- **DATASET RECORDS**:
************

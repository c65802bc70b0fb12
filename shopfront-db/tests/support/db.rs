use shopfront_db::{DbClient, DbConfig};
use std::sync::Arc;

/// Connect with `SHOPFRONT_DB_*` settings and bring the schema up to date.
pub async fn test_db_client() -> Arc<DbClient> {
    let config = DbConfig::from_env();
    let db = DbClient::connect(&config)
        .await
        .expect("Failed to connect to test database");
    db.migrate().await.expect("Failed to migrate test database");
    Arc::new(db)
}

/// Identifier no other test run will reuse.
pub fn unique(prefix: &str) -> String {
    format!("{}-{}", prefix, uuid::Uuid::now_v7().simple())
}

************

- **PROBLEM TO WORK ON**: Each line of the data above must be restated word for word.

- **ANSWER TO THIS EXERCISE**:
repository c65802bc70b0fb12
filename shopfront-db/tests/support/db.rs
use shopfront_db::{DbClient, DbConfig};
use std::sync::Arc;

/// Connect with `SHOPFRONT_DB_*` settings and bring the schema up to date.
pub async fn test_db_client() -> Arc<DbClient> {
    let config = DbConfig::from_env();
    let db = DbClient::connect(&config)
        .await
        .expect("Failed to connect to test database");
    db.migrate().await.expect("Failed to migrate test database");
    Arc::new(db)
}

/// Identifier no other test run will reuse.
pub fn unique(prefix: &str) -> String {
    format!("{}-{}", prefix, uuid::Uuid::now_v7().simple())
}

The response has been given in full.